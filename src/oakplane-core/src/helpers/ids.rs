use crate::models::ResourceKind;
use uuid::Uuid;

pub const ID_LENGTH: usize = 15;

/// Opaque prefixed id, e.g. `svc_3f9a0c1b2d4e5f6`.
pub fn new_id(kind: ResourceKind) -> String {
    let raw = Uuid::new_v4().simple().to_string();
    format!("{}_{}", kind.id_prefix(), &raw[..ID_LENGTH])
}

pub fn has_prefix(id: &str, kind: ResourceKind) -> bool {
    id.strip_prefix(kind.id_prefix())
        .and_then(|rest| rest.strip_prefix('_'))
        .is_some_and(|rest| rest.len() == ID_LENGTH)
}
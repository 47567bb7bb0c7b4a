use anyhow::{Context, Result};
use clap::{Parser, Subcommand};
use oakplane_config::{FileConfig, RegistryEngine, StoreEngine, load_config};
use oakplane_control_sync::{HttpRegistryPublisher, MemoryRegistry, RegistryPublisher, WatchFeed};
use oakplane_core::ResourceKind;
use oakplane_memory::{Memory, Store, StoreRead};
use oakplane_release::{ControlPlane, spawn_watch_worker};
use oakplane_tracing::{Options, SpanSink};
use std::sync::Arc;
use tokio::signal;
use tracing::{info, warn};

#[derive(Parser, Debug)]
#[command(version, about = "OakPlane - API gateway control plane")]
struct Args {
    /// Path to config file (yaml/json/toml)
    #[arg(short, long, default_value = "./config.yaml")]
    config: String,
    #[command(subcommand)]
    command: Command,
}

#[derive(Subcommand, Debug)]
enum Command {
    /// Serve: keep the store open and ingest gateway node heartbeats.
    Run,
    /// Push the current configuration of a resource to the registry.
    Release { kind: ResourceKind, id: String },
    /// Print the registry document a resource renders to.
    Show { kind: ResourceKind, id: String },
}

fn open_store(file: &FileConfig) -> Result<Store> {
    let memory = match file.store.engine {
        StoreEngine::Lmdb => Memory::open_lmdb(&file.store.path)
            .with_context(|| format!("open lmdb store at {}", file.store.path))?,
        StoreEngine::Memory => {
            warn!("in-memory store selected; nothing survives a restart");
            Memory::memory()
        }
    };
    Ok(Store::new(memory))
}

fn publisher(file: &FileConfig) -> Result<Arc<dyn RegistryPublisher>> {
    Ok(match file.registry.engine {
        RegistryEngine::Http => Arc::new(
            HttpRegistryPublisher::new(&file.registry.url, &file.registry.key_prefix, file.registry.timeout())
                .context("build registry publisher")?,
        ),
        RegistryEngine::Memory => Arc::new(MemoryRegistry::new()),
    })
}

async fn run(plane: ControlPlane, file: &FileConfig) -> Result<()> {
    let (tx, worker) = spawn_watch_worker(plane, file.watch.capacity);

    let feed = match file.watch.feed_url()? {
        Some(url) => {
            info!(%url, "polling watch feed");
            let feed = WatchFeed::new(url, file.watch.poll_interval(), file.watch.timeout())
                .context("build watch feed client")?;
            Some(tokio::spawn(async move { feed.run(tx).await }))
        }
        None => {
            info!("no watch feed configured");
            drop(tx);
            None
        }
    };

    signal::ctrl_c().await.context("wait for ctrl-c")?;
    info!("Shutting down");
    if let Some(feed) = feed {
        feed.abort();
    }
    worker.abort();
    Ok(())
}

#[tokio::main(flavor = "multi_thread")]
async fn main() -> Result<()> {
    let args = Args::parse();
    let file = load_config(&args.config)?;

    let spans = match file.tracing.otlp_endpoint() {
        Some(endpoint) => SpanSink::Otlp(endpoint),
        None if file.tracing.stdout_spans => SpanSink::Stdout,
        None => SpanSink::Off,
    };
    let telemetry = oakplane_tracing::init(&Options {
        service_name: &file.tracing.service_name,
        level: &file.tracing.level,
        format: &file.tracing.format,
        spans,
    })?;
    info!(name = %file.controlplane.name, command = ?args.command, "OakPlane starting");

    let store = Arc::new(open_store(&file)?);
    let publisher = publisher(&file)?;
    info!(engine = store.memory().engine_name(), registry = publisher.name(), "control plane ready");
    let plane = ControlPlane::new(store, publisher);

    let outcome = execute(plane, &file, args.command).await;
    telemetry.shutdown();
    outcome
}

async fn execute(plane: ControlPlane, file: &FileConfig, command: Command) -> Result<()> {
    match command {
        Command::Run => run(plane, file).await,
        Command::Release { kind, id } => {
            plane.release(kind, &id).await.with_context(|| format!("release {kind} {id}"))?;
            info!(%kind, %id, "released");
            Ok(())
        }
        Command::Show { kind, id } => {
            let document = plane.document(kind, &id).with_context(|| format!("render {kind} {id}"))?;
            println!("{}", serde_json::to_string_pretty(&document)?);
            Ok(())
        }
    }
}
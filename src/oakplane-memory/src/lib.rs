//! Persistence for control-plane resources.
//!
//! [`Memory`] is the raw key/value engine (LMDB or in-process), [`Store`] the
//! typed view the release engine works against.

mod batch;
mod engine;
mod store;

pub use batch::WriteBatch;
pub use engine::Memory;
pub use store::{Store, StoreRead, StoreWriter};
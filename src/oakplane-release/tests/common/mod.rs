#![allow(dead_code)]

use oakplane_control_sync::MemoryRegistry;
use oakplane_core::{LoadBalance, Method, NodeSpec, PluginType, Protocol, Timeouts};
use oakplane_errors::{Code, ControlError, ControlResult};
use oakplane_memory::Store;
use oakplane_release::{
    CertificateInput, ControlPlane, PluginInput, RouteInput, RoutePluginInput, ServiceInput,
};
use pem::Pem;
use std::sync::Arc;

pub struct Harness {
    pub plane: ControlPlane,
    pub registry: Arc<MemoryRegistry>,
    pub store: Arc<Store>,
}

pub fn harness() -> Harness {
    harness_with(Store::in_memory())
}

pub fn harness_with(store: Store) -> Harness {
    let store = Arc::new(store);
    let registry = Arc::new(MemoryRegistry::new());
    let plane = ControlPlane::new(store.clone(), registry.clone());
    Harness { plane, registry, store }
}

pub fn service_input(name: &str, protocol: Protocol, domains: &[&str]) -> ServiceInput {
    ServiceInput {
        name: name.to_string(),
        protocol,
        health_check: false,
        web_socket: false,
        is_enable: true,
        load_balance: LoadBalance::RoundRobin,
        timeouts: Timeouts::default(),
        domains: domains.iter().map(|d| d.to_string()).collect(),
        nodes: vec![NodeSpec { node_ip: "10.0.0.1".into(), node_port: 8080, node_weight: 10 }],
        is_release: false,
    }
}

pub fn route_input(path: &str) -> RouteInput {
    RouteInput {
        name: format!("route {path}"),
        path: path.to_string(),
        methods: vec![Method::GET],
        is_enable: true,
        is_release: false,
    }
}

pub fn plugin_input(key: &str) -> PluginInput {
    PluginInput {
        name: key.to_string(),
        key: key.to_string(),
        r#type: PluginType::Limit,
        description: None,
        config: serde_json::json!({"count": 100, "time_window": 60}),
        is_enable: true,
        is_release: false,
    }
}

pub fn binding_input(plugin_id: &str, order: u8) -> RoutePluginInput {
    RoutePluginInput {
        plugin_id: plugin_id.to_string(),
        order,
        config: serde_json::json!({}),
        is_enable: true,
    }
}

pub fn pem_block(tag: &str) -> String {
    pem::encode(&Pem::new(tag, vec![0x30, 0x82, 0x02, 0x0a, 0x02, 0x82]))
}

/// PEM text of a file under `oakplane-core/testdata`.
pub fn fixture(name: &str) -> String {
    std::fs::read_to_string(format!("{}/../oakplane-core/testdata/{name}", env!("CARGO_MANIFEST_DIR")))
        .unwrap_or_else(|e| panic!("fixture {name}: {e}"))
}

/// Upload of the self-signed test certificate issued for `sni`.
pub fn certificate_input(sni: &str) -> CertificateInput {
    let name = sni.replace("*.", "wildcard.");
    CertificateInput {
        certificate: fixture(&format!("{name}.crt")),
        private_key: fixture(&format!("{name}.key")),
        is_enable: true,
        is_release: false,
    }
}

/// Status code of a failed operation.
pub fn code<T: std::fmt::Debug>(result: ControlResult<T>) -> Code {
    match result {
        Ok(v) => panic!("expected an error, got {v:?}"),
        Err(e) => e.code(),
    }
}

pub fn unwrap_err<T: std::fmt::Debug>(result: ControlResult<T>) -> ControlError {
    match result {
        Ok(v) => panic!("expected an error, got {v:?}"),
        Err(e) => e,
    }
}
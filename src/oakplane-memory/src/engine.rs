use crate::batch::{BatchOp, WriteBatch};
use dashmap::DashMap;
use heed::types::Bytes;
use heed::{Env, EnvOpenOptions};
use oakplane_core::ResourceKind;
use oakplane_errors::StoreError;
use parking_lot::RwLock;
use serde::de::DeserializeOwned;
use std::collections::BTreeSet;
use std::path::Path;
#[cfg(feature = "testing")]
use std::sync::atomic::{AtomicUsize, Ordering};
use tracing::debug;

const LMDB_MAP_SIZE: usize = 1024 * 1024 * 1024 * 8;
const LMDB_MAX_DBS: u32 = 32;

/// Key/value engine backing the resource store.
pub struct Memory {
    kind: MemoryKind,
    #[cfg(feature = "testing")]
    failing_commits: AtomicUsize,
}

enum MemoryKind {
    LMDB {
        env: Env,
        dbs: DashMap<String, heed::Database<Bytes, Bytes>>,
    },
    Memory {
        map: DashMap<String, Vec<u8>>,
        // Batches take it exclusively so readers never see half of one.
        gate: RwLock<()>,
    },
}

pub(crate) fn decode<T: DeserializeOwned>(db: &str, bytes: &[u8]) -> Result<T, StoreError> {
    rmp_serde::from_slice(bytes).map_err(|e| StoreError::Decode {
        table: db.to_string(),
        message: e.to_string(),
    })
}

impl Memory {
    /// Open LMDB storage at given path, creating one named database per resource table.
    pub fn open_lmdb<P: AsRef<Path>>(path: P) -> Result<Self, StoreError> {
        std::fs::create_dir_all(path.as_ref())?;
        let env = unsafe {
            EnvOpenOptions::new()
                .max_dbs(LMDB_MAX_DBS)
                .map_size(LMDB_MAP_SIZE)
                .open(path.as_ref())
                .map_err(StoreError::engine)?
        };
        let memory = Self::with_kind(MemoryKind::LMDB {
            env,
            dbs: DashMap::new(),
        });
        if let MemoryKind::LMDB { env, dbs } = &memory.kind {
            for kind in ResourceKind::ALL {
                Self::get_db(env, dbs, kind.table())?;
            }
        }
        debug!(path = %path.as_ref().display(), "opened lmdb store");
        Ok(memory)
    }

    /// Open in-memory storage
    pub fn memory() -> Self {
        Self::with_kind(MemoryKind::Memory {
            map: DashMap::new(),
            gate: RwLock::new(()),
        })
    }

    fn with_kind(kind: MemoryKind) -> Self {
        Self {
            kind,
            #[cfg(feature = "testing")]
            failing_commits: AtomicUsize::new(0),
        }
    }

    pub fn engine_name(&self) -> &'static str {
        match self.kind {
            MemoryKind::LMDB { .. } => "lmdb",
            MemoryKind::Memory { .. } => "memory",
        }
    }

    fn make_key(db: &str, key: &str) -> String {
        format!("{}/{}", db, key)
    }

    fn get_db(
        env: &Env,
        dbs: &DashMap<String, heed::Database<Bytes, Bytes>>,
        db_name: &str,
    ) -> Result<heed::Database<Bytes, Bytes>, StoreError> {
        if let Some(dbi) = dbs.get(db_name) {
            return Ok(*dbi);
        }
        let mut wtxn = env.write_txn().map_err(StoreError::engine)?;
        let dbi: heed::Database<Bytes, Bytes> = env
            .create_database::<Bytes, Bytes>(&mut wtxn, Some(db_name))
            .map_err(StoreError::engine)?;
        wtxn.commit().map_err(StoreError::engine)?;
        dbs.insert(db_name.to_string(), dbi);
        Ok(dbi)
    }

    /// Get by key
    pub fn get<T: DeserializeOwned>(&self, db: &str, key: &str) -> Result<Option<T>, StoreError> {
        match &self.kind {
            MemoryKind::LMDB { env, dbs } => {
                let dbi = Self::get_db(env, dbs, db)?;
                let rtxn = env.read_txn().map_err(StoreError::engine)?;
                match dbi.get(&rtxn, key.as_bytes()).map_err(StoreError::engine)? {
                    Some(bytes) => Ok(Some(decode(db, bytes)?)),
                    None => Ok(None),
                }
            }
            MemoryKind::Memory { map, gate } => {
                let _read = gate.read();
                match map.get(&Self::make_key(db, key)) {
                    Some(bytes) => Ok(Some(decode(db, bytes.value())?)),
                    None => Ok(None),
                }
            }
        }
    }

    /// Get all records
    pub fn all<T: DeserializeOwned>(&self, db: &str) -> Result<Vec<T>, StoreError> {
        match &self.kind {
            MemoryKind::LMDB { env, dbs } => {
                let dbi = Self::get_db(env, dbs, db)?;
                let rtxn = env.read_txn().map_err(StoreError::engine)?;
                let mut result = Vec::new();
                for item in dbi.iter(&rtxn).map_err(StoreError::engine)? {
                    let (_k, v) = item.map_err(StoreError::engine)?;
                    result.push(decode(db, v)?);
                }
                Ok(result)
            }
            MemoryKind::Memory { map, gate } => {
                let _read = gate.read();
                let prefix = format!("{}/", db);
                let mut result = Vec::new();
                for v in map.iter() {
                    if v.key().starts_with(&prefix) {
                        result.push(decode(db, v.value())?);
                    }
                }
                Ok(result)
            }
        }
    }

    /// Filter records by predicate
    pub fn filter<T, F>(&self, db: &str, mut pred: F) -> Result<Vec<T>, StoreError>
    where
        T: DeserializeOwned,
        F: FnMut(&T) -> bool,
    {
        Ok(self.all(db)?.into_iter().filter(|x| pred(x)).collect())
    }

    /// Apply every operation of the batch atomically.
    pub fn apply(&self, batch: WriteBatch) -> Result<(), StoreError> {
        #[cfg(feature = "testing")]
        if self
            .failing_commits
            .fetch_update(Ordering::SeqCst, Ordering::SeqCst, |n| n.checked_sub(1))
            .is_ok()
        {
            return Err(StoreError::engine("injected commit failure"));
        }

        let ops = batch.into_ops();
        match &self.kind {
            MemoryKind::LMDB { env, dbs } => {
                // Resolve handles first: creating a database opens its own write txn.
                let names: BTreeSet<&str> = ops.iter().map(BatchOp::db).collect();
                let mut handles = std::collections::HashMap::with_capacity(names.len());
                for name in names {
                    handles.insert(name, Self::get_db(env, dbs, name)?);
                }

                let mut wtxn = env.write_txn().map_err(StoreError::engine)?;
                for op in &ops {
                    let dbi = handles[op.db()];
                    match op {
                        BatchOp::Put { key, bytes, .. } => {
                            dbi.put(&mut wtxn, key.as_bytes(), bytes).map_err(StoreError::engine)?;
                        }
                        BatchOp::Delete { key, .. } => {
                            dbi.delete(&mut wtxn, key.as_bytes()).map_err(StoreError::engine)?;
                        }
                    }
                }
                wtxn.commit().map_err(StoreError::engine)?;
                Ok(())
            }
            MemoryKind::Memory { map, gate } => {
                let _write = gate.write();
                for op in ops {
                    match op {
                        BatchOp::Put { db, key, bytes } => {
                            map.insert(Self::make_key(db, &key), bytes);
                        }
                        BatchOp::Delete { db, key } => {
                            map.remove(&Self::make_key(db, &key));
                        }
                    }
                }
                Ok(())
            }
        }
    }

    /// Make the next `n` batch commits fail without touching any data.
    #[cfg(feature = "testing")]
    pub fn fail_next_commits(&self, n: usize) {
        self.failing_commits.store(n, Ordering::SeqCst);
    }
}

#[cfg(test)]
mod tests {
    use super::*;
    use serde::{Deserialize, Serialize};

    #[derive(Debug, Clone, PartialEq, Serialize, Deserialize)]
    struct Row {
        id: String,
        weight: u16,
    }

    fn row(id: &str, weight: u16) -> Row {
        Row { id: id.into(), weight }
    }

    fn exercise(memory: &Memory) {
        let mut batch = WriteBatch::new();
        batch.put_raw("service_nodes", "a", &row("a", 1)).unwrap();
        batch.put_raw("service_nodes", "b", &row("b", 2)).unwrap();
        batch.put_raw("service_domains", "a", &row("a", 9)).unwrap();
        memory.apply(batch).unwrap();

        assert_eq!(memory.get::<Row>("service_nodes", "a").unwrap(), Some(row("a", 1)));
        assert_eq!(memory.all::<Row>("service_nodes").unwrap().len(), 2);
        assert_eq!(memory.get::<Row>("service_domains", "a").unwrap(), Some(row("a", 9)));

        let mut batch = WriteBatch::new();
        batch.delete_raw("service_nodes", "a");
        batch.put_raw("service_nodes", "b", &row("b", 5)).unwrap();
        memory.apply(batch).unwrap();

        assert_eq!(memory.get::<Row>("service_nodes", "a").unwrap(), None);
        let heavy: Vec<Row> = memory.filter("service_nodes", |r: &Row| r.weight > 3).unwrap();
        assert_eq!(heavy, vec![row("b", 5)]);
    }

    #[test]
    fn in_memory_engine_applies_batches() {
        exercise(&Memory::memory());
    }

    #[test]
    fn lmdb_engine_applies_batches() {
        let dir = tempfile::tempdir().unwrap();
        let memory = Memory::open_lmdb(dir.path().join("store")).unwrap();
        assert_eq!(memory.engine_name(), "lmdb");
        exercise(&memory);
    }

    #[test]
    fn tables_are_isolated_by_prefix() {
        let memory = Memory::memory();
        let mut batch = WriteBatch::new();
        batch.put_raw("routes", "x", &row("x", 1)).unwrap();
        batch.put_raw("routes_archive", "y", &row("y", 1)).unwrap();
        memory.apply(batch).unwrap();
        assert_eq!(memory.all::<Row>("routes").unwrap(), vec![row("x", 1)]);
    }
}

——————

Description of the task:
Every line of the listing above that contains "const" is to be copied.

Output for this exercise:
pub const ID_LENGTH: usize = 15;
const LMDB_MAP_SIZE: usize = 1024 * 1024 * 1024 * 8;
const LMDB_MAX_DBS: u32 = 32;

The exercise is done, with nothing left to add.